An academy principal has criticised government funding cuts - saying schools end up being a ‘frontline service’.
Mark Cottingham, principle of Shirebrook Academy on Common Lane, Shirebrook, said that cuts to education and social care budgets are being ‘felt keenly’.
He said: “Shirebrook Academy is one of the lucky ones - I know of many headteachers having to make redundancies.
“Education budgets were not exactly generous before, but schools now really have to tighten their belts.”
Mr Cottingham commented after new figures show education spending has been slashed by more than £7bn since 2011.
The Independent conducted a survey that revealed the extent of the crisis.
The poll of 2,000 headteachers showed that 72 percent of heads are facing a deficit this school year, and four in five teachers are using their own money to support schoolchildren amid funding pressures.
Mr Cottingham said: “Staff are so careful with resources, such as photocopying and using older textbooks.
“Schools end up picking up the slack from cutbacks to social funding, such as social work and mental health.
“We have a charity fund which we used to provide breakfasts for free school meal students in the run-up to Christmas.

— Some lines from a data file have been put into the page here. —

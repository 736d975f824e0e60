use crate::model::{HistoricalStats, ProductSeries};

/// Quantile of unsorted `values` with linear interpolation between ranks.
/// Returns `None` for an empty slice or when any value is NaN.
pub fn quantile(values: &[f64], q: f64) -> Option<f64> {
    if values.is_empty() || values.iter().any(|v| v.is_nan()) {
        return None;
    }
    let mut sorted = values.to_vec();
    sorted.sort_by(|a, b| a.total_cmp(b));
    quantile_sorted(&sorted, q)
}

/// Same as [`quantile`] on an already sorted slice.
fn quantile_sorted(sorted: &[f64], q: f64) -> Option<f64> {
    if sorted.is_empty() {
        return None;
    }
    let pos = (sorted.len() - 1) as f64 * q.clamp(0.0, 1.0);
    let lo = pos.floor() as usize;
    let hi = pos.ceil() as usize;
    let frac = pos - lo as f64;
    Some(sorted[lo] + (sorted[hi] - sorted[lo]) * frac)
}

/// First and third quartile.
pub fn quartiles(values: &[f64]) -> Option<(f64, f64)> {
    Some((quantile(values, 0.25)?, quantile(values, 0.75)?))
}

pub fn historical_stats(series: &ProductSeries) -> Option<HistoricalStats> {
    let (q1_price, q3_price) = quartiles(&series.prices())?;
    Some(HistoricalStats { q1_price, q3_price })
}
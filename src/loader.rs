use std::collections::BTreeMap;
use std::path::Path;

use rusqlite::{types::ValueRef, Connection};
use tracing::{debug, info};

use crate::config::{ColumnMap, InputConfig, InputFormat};
use crate::error::LoadError;
use crate::model::{ProductGroup, RawRecord};

/// Read the configured input table and group it by part number.
pub fn load_groups(input: &InputConfig) -> Result<Vec<ProductGroup>, LoadError> {
    let records = match input.format {
        InputFormat::Csv => load_csv(&input.path, &input.columns)?,
        InputFormat::Sqlite => load_sqlite(&input.path, &input.table, &input.columns)?,
    };
    let groups = group_by_product(records);
    info!(path = %input.path.display(), products = groups.len(), "input loaded");
    Ok(groups)
}

/// Read a CSV file with a header row. Rows whose price or quantity do not
/// parse are dropped.
pub fn load_csv(path: &Path, columns: &ColumnMap) -> Result<Vec<RawRecord>, LoadError> {
    let mut reader = csv::ReaderBuilder::new().trim(csv::Trim::All).from_path(path)?;
    let headers = reader.headers()?.clone();

    let find = |name: &str| {
        headers
            .iter()
            .position(|h| h.trim().eq_ignore_ascii_case(name.trim()))
            .ok_or_else(|| LoadError::MissingColumn(name.to_string()))
    };
    let date_idx = find(&columns.date)?;
    let part_idx = find(&columns.part_number)?;
    let price_idx = find(&columns.price)?;
    let qty_idx = find(&columns.quantity)?;

    let mut records = Vec::new();
    let mut dropped = 0usize;
    for row in reader.records() {
        let row = row?;
        let parsed = (|| {
            Some(RawRecord {
                date: row.get(date_idx)?.to_string(),
                part_number: row.get(part_idx)?.to_string(),
                price: row.get(price_idx)?.parse().ok()?,
                quantity: parse_quantity(row.get(qty_idx)?)?,
            })
        })();
        match parsed {
            Some(r) if !r.part_number.is_empty() => records.push(r),
            _ => dropped += 1,
        }
    }

    if dropped > 0 {
        debug!(dropped, "unparseable CSV rows dropped");
    }
    Ok(records)
}

/// Whole-number quantities, also when written as `12.0`.
fn parse_quantity(text: &str) -> Option<i64> {
    if let Ok(q) = text.parse::<i64>() {
        return Some(q);
    }
    let f: f64 = text.parse().ok()?;
    (f.fract() == 0.0 && f.is_finite()).then_some(f as i64)
}

fn quote_ident(name: &str) -> String {
    format!("\"{}\"", name.replace('"', "\"\""))
}

fn cell_to_string(value: ValueRef<'_>) -> Option<String> {
    match value {
        ValueRef::Text(t) => Some(String::from_utf8_lossy(t).into_owned()),
        ValueRef::Integer(i) => Some(i.to_string()),
        ValueRef::Real(f) => Some(f.to_string()),
        _ => None,
    }
}

fn cell_to_f64(value: ValueRef<'_>) -> Option<f64> {
    match value {
        ValueRef::Integer(i) => Some(i as f64),
        ValueRef::Real(f) => Some(f),
        ValueRef::Text(t) => std::str::from_utf8(t).ok()?.trim().parse().ok(),
        _ => None,
    }
}

/// Read `table` from a SQLite database.
pub fn load_sqlite(path: &Path, table: &str, columns: &ColumnMap) -> Result<Vec<RawRecord>, LoadError> {
    let conn = Connection::open(path)?;

    let sql = format!(
        "SELECT {}, {}, {}, {} FROM {}",
        quote_ident(&columns.date),
        quote_ident(&columns.part_number),
        quote_ident(&columns.price),
        quote_ident(&columns.quantity),
        quote_ident(table),
    );
    let mut stmt = conn.prepare(&sql)?;

    let rows = stmt.query_map([], |row| {
        let quantity = cell_to_f64(row.get_ref(3)?)
            .filter(|q| q.fract() == 0.0)
            .map(|q| q as i64);
        Ok(cell_to_string(row.get_ref(1)?).and_then(|part_number| {
            Some(RawRecord {
                date: cell_to_string(row.get_ref(0).ok()?).unwrap_or_default(),
                part_number,
                price: cell_to_f64(row.get_ref(2).ok()?)?,
                quantity: quantity?,
            })
        }))
    })?;

    let mut records = Vec::new();
    let mut dropped = 0usize;
    for row in rows {
        match row? {
            Some(r) => records.push(r),
            None => dropped += 1,
        }
    }
    if dropped > 0 {
        debug!(dropped, "incomplete SQLite rows dropped");
    }
    Ok(records)
}

/// Group rows by part number in ascending order. When every part number is
/// numeric they are ordered by value (`9` before `10`), otherwise as text.
/// Rows inside a group keep their input order.
pub fn group_by_product(records: Vec<RawRecord>) -> Vec<ProductGroup> {
    let mut map: BTreeMap<String, Vec<RawRecord>> = BTreeMap::new();
    for r in records {
        map.entry(r.part_number.clone()).or_default().push(r);
    }
    let mut groups: Vec<ProductGroup> = map
        .into_iter()
        .map(|(product_id, rows)| ProductGroup { product_id, rows })
        .collect();

    let numeric: Option<Vec<f64>> = groups
        .iter()
        .map(|g| g.product_id.trim().parse::<f64>().ok().filter(|v| !v.is_nan()))
        .collect();
    if let Some(keys) = numeric {
        let mut keyed: Vec<(f64, ProductGroup)> = keys.into_iter().zip(groups).collect();
        // stable: equal values such as "7" and "7.0" keep their text order
        keyed.sort_by(|a, b| a.0.total_cmp(&b.0));
        groups = keyed.into_iter().map(|(_, g)| g).collect();
    }
    groups
}

#[cfg(test)]
mod tests {
    use super::*;
    use std::io::Write;

    fn columns() -> ColumnMap {
        ColumnMap::default()
    }

    #[test]
    fn test_load_csv_case_insensitive_headers() {
        let mut file = tempfile::NamedTempFile::new().unwrap();
        writeln!(file, "Date,Part_Number,PRICE,Quantity,extra").unwrap();
        writeln!(file, "2024-01-01,A1,28000,5,x").unwrap();
        writeln!(file, "2024-01-02,A1,28500.5,4.0,y").unwrap();
        writeln!(file, "2024-01-03,A1,oops,4,z").unwrap();
        writeln!(file, "2024-01-04,,28000,4,z").unwrap();
        file.flush().unwrap();

        let records = load_csv(file.path(), &columns()).unwrap();
        assert_eq!(records.len(), 2);
        assert_eq!(records[1].price, 28500.5);
        assert_eq!(records[1].quantity, 4);
    }

    #[test]
    fn test_load_csv_missing_column() {
        let mut file = tempfile::NamedTempFile::new().unwrap();
        writeln!(file, "date,part_number,price").unwrap();
        file.flush().unwrap();

        let err = load_csv(file.path(), &columns()).unwrap_err();
        assert!(matches!(err, LoadError::MissingColumn(c) if c == "quantity"));
    }

    #[test]
    fn test_parse_quantity() {
        assert_eq!(parse_quantity("7"), Some(7));
        assert_eq!(parse_quantity("-2"), Some(-2));
        assert_eq!(parse_quantity("3.0"), Some(3));
        assert_eq!(parse_quantity("3.5"), None);
        assert_eq!(parse_quantity(""), None);
    }

    #[test]
    fn test_load_sqlite_mixed_cell_types() {
        let dir = tempfile::tempdir().unwrap();
        let path = dir.path().join("sales.db");
        let conn = Connection::open(&path).unwrap();
        conn.execute_batch(
            "CREATE TABLE \"BASE_MODELOS\" (date TEXT, part_number, price, quantity);
             INSERT INTO \"BASE_MODELOS\" VALUES ('2024-01-01', 1001, 28000, 5);
             INSERT INTO \"BASE_MODELOS\" VALUES ('2024-01-02', '1001', 28100.5, 4);
             INSERT INTO \"BASE_MODELOS\" VALUES ('2024-01-03', 'B7', NULL, 4);",
        )
        .unwrap();
        drop(conn);

        let records = load_sqlite(&path, "BASE_MODELOS", &columns()).unwrap();
        assert_eq!(records.len(), 2);
        assert_eq!(records[0].part_number, "1001");
        assert_eq!(records[1].part_number, "1001");
        assert_eq!(records[1].price, 28100.5);
    }

    #[test]
    fn test_group_by_product_sorted_and_stable() {
        let rec = |part: &str, date: &str| RawRecord {
            date: date.to_string(),
            part_number: part.to_string(),
            price: 28000.0,
            quantity: 1,
        };
        let groups = group_by_product(vec![rec("B", "1"), rec("A", "2"), rec("B", "3")]);
        assert_eq!(groups.len(), 2);
        assert_eq!(groups[0].product_id, "A");
        assert_eq!(groups[1].product_id, "B");
        let dates: Vec<&str> = groups[1].rows.iter().map(|r| r.date.as_str()).collect();
        assert_eq!(dates, vec!["1", "3"]);
    }

    #[test]
    fn test_group_by_product_numeric_ids_by_value() {
        let dir = tempfile::tempdir().unwrap();
        let path = dir.path().join("sales.db");
        let conn = Connection::open(&path).unwrap();
        conn.execute_batch(
            "CREATE TABLE \"BASE_MODELOS\" (date TEXT, part_number INTEGER, price REAL, quantity INTEGER);
             INSERT INTO \"BASE_MODELOS\" VALUES ('2024-01-01', 100, 28000, 5);
             INSERT INTO \"BASE_MODELOS\" VALUES ('2024-01-01', 9, 28000, 5);
             INSERT INTO \"BASE_MODELOS\" VALUES ('2024-01-01', 10, 28000, 5);
             INSERT INTO \"BASE_MODELOS\" VALUES ('2024-01-02', 9, 28100, 4);",
        )
        .unwrap();
        drop(conn);

        let groups = group_by_product(load_sqlite(&path, "BASE_MODELOS", &columns()).unwrap());
        let ids: Vec<&str> = groups.iter().map(|g| g.product_id.as_str()).collect();
        assert_eq!(ids, vec!["9", "10", "100"]);
        assert_eq!(groups[0].rows.len(), 2);
    }

    #[test]
    fn test_group_by_product_mixed_ids_as_text() {
        let rec = |part: &str| RawRecord {
            date: String::new(),
            part_number: part.to_string(),
            price: 28000.0,
            quantity: 1,
        };
        let groups = group_by_product(vec![rec("10"), rec("9"), rec("A1")]);
        let ids: Vec<&str> = groups.iter().map(|g| g.product_id.as_str()).collect();
        assert_eq!(ids, vec!["10", "9", "A1"]);
    }
}
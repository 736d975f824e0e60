//! Property tests for the pricing invariants.

use price_analyzer::elasticity::{self, ElasticityOutcome};
use price_analyzer::model::{HistoricalStats, ProductGroup, ProductSeries, RawRecord, Transaction};
use price_analyzer::profit::optimal_price;
use price_analyzer::sweep::CompetitorBand;
use price_analyzer::{run_sweep, PricingConfig};
use proptest::prelude::*;

fn points() -> impl Strategy<Value = Vec<(f64, u64)>> {
    prop::collection::vec((27_001.0f64..38_999.0, 0u64..200), 3..40)
}

fn series(points: &[(f64, u64)]) -> ProductSeries {
    ProductSeries {
        product_id: "P".to_string(),
        transactions: points
            .iter()
            .map(|&(price, quantity)| Transaction { date: String::new(), price, quantity })
            .collect(),
    }
}

proptest! {
    #[test]
    fn adjusted_price_stays_in_band(
        pts in points(),
        delta in 0.01f64..0.5,
        competitor in 20_000.0f64..40_000.0,
        cost in 10_000.0f64..25_000.0,
    ) {
        let config = PricingConfig {
            deltas: vec![delta],
            competitor_price: competitor,
            unit_cost: cost,
            ..PricingConfig::default()
        };
        let band = CompetitorBand::new(delta, &config);
        prop_assume!(band.lower <= band.upper);

        let group = ProductGroup {
            product_id: "P".to_string(),
            rows: pts.iter().map(|&(price, q)| RawRecord {
                date: String::new(),
                part_number: "P".to_string(),
                price,
                quantity: q as i64,
            }).collect(),
        };
        let report = run_sweep(&[group], &config);
        prop_assert_eq!(report.recommendations.len(), 1);
        let price = report.recommendations[0].competitor_adjusted_price;
        prop_assert!(band.contains(price));
        prop_assert!(price >= competitor * (1.0 - config.max_competitor_deviation) - 1e-9);
        prop_assert!(price <= competitor * (1.0 + config.max_competitor_deviation) + 1e-9);
    }

    #[test]
    fn demand_price_never_undercuts_margin(pts in points(), demand in 0.5f64..500.0) {
        let config = PricingConfig { expected_demand: demand, ..PricingConfig::default() };
        if let ElasticityOutcome::Fitted { demand_price: Some(price), .. } =
            elasticity::estimate(&series(&pts), &config)
        {
            prop_assert!(price >= config.margin_floor());
        }
    }

    #[test]
    fn optimizer_picks_a_candidate(pts in points()) {
        let band = HistoricalStats { q1_price: 28_000.0, q3_price: 30_000.0 };
        let s = series(&pts);
        let picked = optimal_price(&s.transactions, 20_000.0, &band, 0.3);
        let picked = picked.expect("non-empty candidates always yield a price");
        prop_assert!(!picked.is_nan());
        prop_assert!(pts.iter().any(|(p, _)| *p == picked));
    }
}
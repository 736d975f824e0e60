//! IQR outlier scan over price and quantity.

use crate::model::{OutlierScan, ProductSeries, Transaction};
use crate::stats::quartiles;
use tracing::warn;

#[derive(Debug, Clone, Copy)]
enum Dimension {
    Price,
    Quantity,
}

impl Dimension {
    fn value(self, t: &Transaction) -> f64 {
        match self {
            Dimension::Price => t.price,
            Dimension::Quantity => t.quantity as f64,
        }
    }

    fn name(self) -> &'static str {
        match self {
            Dimension::Price => "price",
            Dimension::Quantity => "quantity",
        }
    }
}

fn signature(t: &Transaction) -> String {
    format!("{}:{}", t.price, t.quantity)
}

/// Flag rows outside `[Q1 - k*IQR, Q3 + k*IQR]` on price, then on quantity.
///
/// A dimension with zero IQR is not tested. Signatures are unique and keep
/// the order in which they were first flagged. A scan that cannot compute
/// its bounds reports [`OutlierScan::Unknown`] instead of an empty list.
pub fn detect(series: &ProductSeries, multiplier: f64) -> OutlierScan {
    let mut flagged: Vec<String> = Vec::new();

    for dim in [Dimension::Price, Dimension::Quantity] {
        let values: Vec<f64> = series.transactions.iter().map(|t| dim.value(t)).collect();
        if values.is_empty() {
            continue;
        }
        let Some((q1, q3)) = quartiles(&values) else {
            warn!(product = %series.product_id, dimension = dim.name(), "outlier quartiles undefined");
            return OutlierScan::Unknown(format!("{} quartiles undefined", dim.name()));
        };
        let iqr = q3 - q1;
        if iqr == 0.0 {
            continue;
        }
        let lower = q1 - multiplier * iqr;
        let upper = q3 + multiplier * iqr;
        if !(lower.is_finite() && upper.is_finite()) {
            warn!(product = %series.product_id, dimension = dim.name(), "outlier bounds not finite");
            return OutlierScan::Unknown(format!("{} bounds not finite", dim.name()));
        }

        for (t, v) in series.transactions.iter().zip(&values) {
            if *v < lower || *v > upper {
                let sig = signature(t);
                if !flagged.contains(&sig) {
                    flagged.push(sig);
                }
            }
        }
    }

    if flagged.is_empty() {
        OutlierScan::None
    } else {
        OutlierScan::Found(flagged)
    }
}

#[cfg(test)]
mod tests {
    use super::*;

    fn series(points: &[(f64, u64)]) -> ProductSeries {
        ProductSeries {
            product_id: "P".to_string(),
            transactions: points
                .iter()
                .map(|&(price, quantity)| Transaction { date: String::new(), price, quantity })
                .collect(),
        }
    }

    #[test]
    fn test_zero_iqr_dimension_is_skipped() {
        // price has no spread, quantity has one wild value
        let s = series(&[(28000.0, 5), (28000.0, 5), (28000.0, 6), (28000.0, 5), (28000.0, 500)]);
        assert_eq!(detect(&s, 1.5), OutlierScan::Found(vec!["28000:500".to_string()]));

        let flat = series(&[(28000.0, 5), (28000.0, 5), (28000.0, 5)]);
        assert_eq!(detect(&flat, 1.5), OutlierScan::None);
    }

    #[test]
    fn test_price_outlier_flagged_once() {
        // 38000 is extreme on both price and quantity
        let s = series(&[
            (28000.0, 5),
            (28100.0, 6),
            (28200.0, 5),
            (28300.0, 7),
            (38000.0, 90),
        ]);
        assert_eq!(detect(&s, 1.5), OutlierScan::Found(vec!["38000:90".to_string()]));
    }

    #[test]
    fn test_order_of_first_occurrence() {
        let s = series(&[
            (28000.0, 90),
            (28100.0, 6),
            (28200.0, 5),
            (28300.0, 7),
            (38000.0, 5),
            (28150.0, 6),
        ]);
        // price pass flags 38000 first, quantity pass adds 28000 after it
        assert_eq!(
            detect(&s, 1.5),
            OutlierScan::Found(vec!["38000:5".to_string(), "28000:90".to_string()])
        );
    }

    #[test]
    fn test_nan_price_is_unknown() {
        let s = series(&[(28000.0, 5), (f64::NAN, 6), (28200.0, 5)]);
        assert!(matches!(detect(&s, 1.5), OutlierScan::Unknown(_)));
    }

    #[test]
    fn test_empty_series_has_no_outliers() {
        assert_eq!(detect(&series(&[]), 1.5), OutlierScan::None);
    }
}
#[cfg(test)]
mod tests {
    use super::*;

    fn row(delta: f64, id: &str) -> PriceRecommendation {
        PriceRecommendation {
            delta,
            product_id: id.to_string(),
            historical_optimal_price: None,
            competitor_adjusted_price: 28500.0,
            demand_target_price: None,
            predicted_quantity: None,
            elasticity: None,
            intercept: None,
            days_analyzed: 3,
            outliers: OutlierScan::None,
        }
    }

    #[test]
    fn test_filter_rows() {
        let rows = vec![row(0.05, "AX-1"), row(0.05, "B2"), row(0.06, "ax-9")];
        assert_eq!(filter_rows(&rows, None, "").len(), 3);
        assert_eq!(filter_rows(&rows, Some(0.05), "").len(), 2);
        let hits = filter_rows(&rows, None, " ax ");
        assert_eq!(hits.len(), 2);
        assert_eq!(filter_rows(&rows, Some(0.06), "ax")[0].product_id, "ax-9");
    }

    #[test]
    fn test_format_price() {
        assert_eq!(format_price(Some(28000.456)), "28000.46");
        assert_eq!(format_price(None), "-");
    }
}
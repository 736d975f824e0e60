//! Sensitivity sweep over (delta x product).
//!
//! Each product is cleaned and analysed once; the delta-independent parts
//! (quartiles, historical optimum, demand curve, outliers) are then combined
//! with every delta's competitor band. Rows come out delta-major, then in
//! product order, whether or not the per-product work ran in parallel.

use std::collections::HashMap;

use rayon::prelude::*;
use tracing::{debug, info, warn};

use crate::charts;
use crate::cleaner::clean_product;
use crate::config::PricingConfig;
use crate::elasticity::{self, ElasticityOutcome};
use crate::error::PricingError;
use crate::model::{
    HistoricalStats, OutlierScan, PriceRecommendation, ProductChart, ProductGroup, ProductSeries,
};
use crate::outliers;
use crate::profit::optimal_price;
use crate::stats::historical_stats;

/// Price interval the competitor-adjusted price must land in.
#[derive(Debug, Clone, Copy, PartialEq)]
pub struct CompetitorBand {
    pub lower: f64,
    pub upper: f64,
}

impl CompetitorBand {
    /// Intersection of the delta band, the margin floor and the deviation cap.
    pub fn new(delta: f64, config: &PricingConfig) -> Self {
        let c = config.competitor_price;
        let cap = config.max_competitor_deviation;
        let lower = (c * (1.0 - delta))
            .max(config.margin_floor())
            .max(c * (1.0 - cap));
        let upper = (c * (1.0 + delta)).min(c * (1.0 + cap));
        Self { lower, upper }
    }

    pub fn contains(&self, price: f64) -> bool {
        price >= self.lower && price <= self.upper
    }

    /// Cap at `upper`, then raise to `lower`. A crossed band resolves to `lower`.
    pub fn clamp(&self, price: f64) -> f64 {
        price.min(self.upper).max(self.lower)
    }
}

/// Everything about one product that does not depend on delta.
#[derive(Debug, Clone)]
pub struct ProductAnalysis {
    pub series: ProductSeries,
    pub stats: HistoricalStats,
    pub historical_optimal_price: Option<f64>,
    pub elasticity: ElasticityOutcome,
    pub predicted_quantity: Option<f64>,
    pub outliers: OutlierScan,
}

/// Clean and analyse one product. `Ok(None)` when too few rows survive cleaning.
pub fn analyze_product(
    group: &ProductGroup,
    config: &PricingConfig,
) -> Result<Option<ProductAnalysis>, PricingError> {
    let Some(series) = clean_product(&group.product_id, &group.rows, config) else {
        debug!(
            product = %group.product_id,
            rows = group.rows.len(),
            min_days = config.min_days,
            "not enough clean rows, skipping"
        );
        return Ok(None);
    };

    let stats = historical_stats(&series)
        .ok_or_else(|| PricingError::NoQuartiles(group.product_id.clone()))?;

    let historical_optimal_price = optimal_price(
        &series.transactions,
        config.unit_cost,
        &stats,
        config.outlier_penalty,
    );

    let elasticity = elasticity::estimate(&series, config);
    if let ElasticityOutcome::Failed(e) = &elasticity {
        debug!(product = %group.product_id, error = %e, "demand curve unavailable");
    }
    let predicted_quantity = elasticity.predicted_quantity(config.target_price);

    let outliers = outliers::detect(&series, config.outlier_iqr_multiplier);

    Ok(Some(ProductAnalysis {
        series,
        stats,
        historical_optimal_price,
        elasticity,
        predicted_quantity,
        outliers,
    }))
}

/// Build the row for one delta from a product's analysis.
pub fn recommend(
    analysis: &ProductAnalysis,
    delta: f64,
    config: &PricingConfig,
) -> Result<PriceRecommendation, PricingError> {
    let band = CompetitorBand::new(delta, config);
    if !(band.lower.is_finite() && band.upper.is_finite()) {
        return Err(PricingError::InvalidBand {
            lower: band.lower,
            upper: band.upper,
        });
    }

    let in_band = analysis.series.within(band.lower, band.upper);
    let picked = if in_band.is_empty() {
        None
    } else {
        optimal_price(&in_band, config.unit_cost, &analysis.stats, config.outlier_penalty)
    };
    let adjusted = band.clamp(picked.unwrap_or(config.competitor_price));
    if !adjusted.is_finite() {
        return Err(PricingError::NonFinitePrice(adjusted));
    }

    let model = analysis.elasticity.model();
    Ok(PriceRecommendation {
        delta,
        product_id: analysis.series.product_id.clone(),
        historical_optimal_price: analysis.historical_optimal_price,
        competitor_adjusted_price: adjusted,
        demand_target_price: analysis.elasticity.demand_price(),
        predicted_quantity: analysis.predicted_quantity,
        elasticity: model.map(|m| m.elasticity),
        intercept: model.map(|m| m.intercept),
        days_analyzed: analysis.series.len(),
        outliers: analysis.outliers.clone(),
    })
}

/// Rows plus the per-product chart data derived from them.
#[derive(Debug, Clone, Default)]
pub struct SweepReport {
    pub recommendations: Vec<PriceRecommendation>,
    pub charts: Vec<ProductChart>,
}

impl SweepReport {
    pub fn is_empty(&self) -> bool {
        self.recommendations.is_empty()
    }
}

/// Run every delta against every product group, in the given group order.
pub fn run_sweep(groups: &[ProductGroup], config: &PricingConfig) -> SweepReport {
    let analyses: Vec<Result<Option<ProductAnalysis>, PricingError>> = if config.parallel {
        groups.par_iter().map(|g| analyze_product(g, config)).collect()
    } else {
        groups.iter().map(|g| analyze_product(g, config)).collect()
    };

    let mut ready: Vec<&ProductAnalysis> = Vec::with_capacity(analyses.len());
    for (group, analysis) in groups.iter().zip(&analyses) {
        match analysis {
            Ok(Some(a)) => ready.push(a),
            Ok(None) => {}
            Err(e) => warn!(product = %group.product_id, error = %e, "analysis failed, skipping product"),
        }
    }

    let mut recommendations = Vec::with_capacity(config.deltas.len() * ready.len());
    for &delta in &config.deltas {
        for analysis in &ready {
            match recommend(analysis, delta, config) {
                Ok(row) => recommendations.push(row),
                Err(e) => warn!(
                    product = %analysis.series.product_id,
                    delta,
                    error = %e,
                    "pricing failed, skipping pair"
                ),
            }
        }
    }

    let mut adjusted: HashMap<&str, Vec<(f64, f64)>> = HashMap::with_capacity(ready.len());
    for r in &recommendations {
        adjusted
            .entry(r.product_id.as_str())
            .or_default()
            .push((r.delta, r.competitor_adjusted_price));
    }
    let charts = ready
        .iter()
        .filter_map(|a| {
            let prices = adjusted.remove(a.series.product_id.as_str()).unwrap_or_default();
            charts::product_chart(a, prices)
        })
        .collect();

    info!(
        products = groups.len(),
        analysed = ready.len(),
        deltas = config.deltas.len(),
        rows = recommendations.len(),
        "sweep complete"
    );

    SweepReport {
        recommendations,
        charts,
    }
}
//! Log-log demand curve fit and its inversion at a target demand.

use statrs::statistics::Statistics;

use crate::config::PricingConfig;
use crate::error::FitError;
use crate::model::{ElasticityModel, ProductSeries};

/// Slopes smaller than this in magnitude are treated as flat demand.
pub const FLAT_ELASTICITY: f64 = 1e-9;

/// Outcome of fitting one product's demand curve.
#[derive(Debug, Clone, PartialEq)]
pub enum ElasticityOutcome {
    /// The curve was fitted. `demand_price` is `None` when no positive
    /// expected demand was configured.
    Fitted {
        model: ElasticityModel,
        demand_price: Option<f64>,
    },
    Failed(FitError),
}

impl ElasticityOutcome {
    pub fn model(&self) -> Option<ElasticityModel> {
        match self {
            ElasticityOutcome::Fitted { model, .. } => Some(*model),
            ElasticityOutcome::Failed(_) => None,
        }
    }

    pub fn demand_price(&self) -> Option<f64> {
        match self {
            ElasticityOutcome::Fitted { demand_price, .. } => *demand_price,
            ElasticityOutcome::Failed(_) => None,
        }
    }

    /// Quantity the fitted curve predicts at `price`, when the fit has a
    /// usable (non-zero) elasticity.
    pub fn predicted_quantity(&self, price: f64) -> Option<f64> {
        let model = self.model()?;
        if model.elasticity == 0.0 {
            return None;
        }
        let q = model.quantity_at(price);
        q.is_finite().then_some(q)
    }
}

/// Ordinary least squares of ln(q + epsilon) on ln(p) over the whole series.
pub fn fit(series: &ProductSeries, epsilon: f64) -> Result<ElasticityModel, FitError> {
    let n = series.len();
    if n < 2 {
        return Err(FitError::TooFewPoints(n));
    }
    let first = series.transactions[0].price;
    if series.transactions.iter().all(|t| t.price == first) {
        return Err(FitError::NoPriceVariance);
    }

    let x: Vec<f64> = series.transactions.iter().map(|t| t.price.ln()).collect();
    let y: Vec<f64> = series
        .transactions
        .iter()
        .map(|t| (t.quantity as f64 + epsilon).ln())
        .collect();

    let var_x = x.iter().variance();
    if !var_x.is_finite() {
        return Err(FitError::NonFinite);
    }
    if var_x <= 0.0 {
        return Err(FitError::NoPriceVariance);
    }

    let elasticity = x.iter().covariance(y.iter()) / var_x;
    let intercept = y.iter().mean() - elasticity * x.iter().mean();

    if !(elasticity.is_finite() && intercept.is_finite()) {
        return Err(FitError::NonFinite);
    }
    Ok(ElasticityModel { elasticity, intercept })
}

/// Price at which the curve meets `expected_demand`, floored at the minimum
/// margin. `Ok(None)` when expected demand is not positive.
pub fn demand_price(model: &ElasticityModel, config: &PricingConfig) -> Result<Option<f64>, FitError> {
    if config.expected_demand <= 0.0 {
        return Ok(None);
    }
    if model.elasticity.abs() < FLAT_ELASTICITY {
        return Err(FitError::FlatElasticity(model.elasticity));
    }
    let theoretical = ((config.expected_demand.ln() - model.intercept) / model.elasticity).exp();
    if !theoretical.is_finite() {
        return Err(FitError::NonFinite);
    }
    Ok(Some(theoretical.max(config.margin_floor())))
}

/// Fit the curve and solve it for the configured expected demand.
pub fn estimate(series: &ProductSeries, config: &PricingConfig) -> ElasticityOutcome {
    let result = fit(series, config.quantity_epsilon)
        .and_then(|model| Ok((model, demand_price(&model, config)?)));
    match result {
        Ok((model, demand_price)) => ElasticityOutcome::Fitted { model, demand_price },
        Err(e) => ElasticityOutcome::Failed(e),
    }
}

“Schools do things like this to make up for the gap in social care and support, as local authorities budgets are cut, and Universal Credit is introduced.”
The Shirebrook Academy is one of the lucky schools.
Thanks to a good contingency plan and a new, efficient school building, staffing does not have to be cut like so many other schools.
“The government are insisting money has been spent on education, which is true if you look at pounds and pence.
“However, if you take into account inflation and a rise in the number of pupils, in real terms, schools are worse off.” Adds Mr Cottingham.
“Shirebrook Academy has less than 850 students, and you get to know those students well.
“As 70 to 80 percent of a school’s budget goes on staffing, a bigger budget would mean more staff, and a personalised level of teaching.”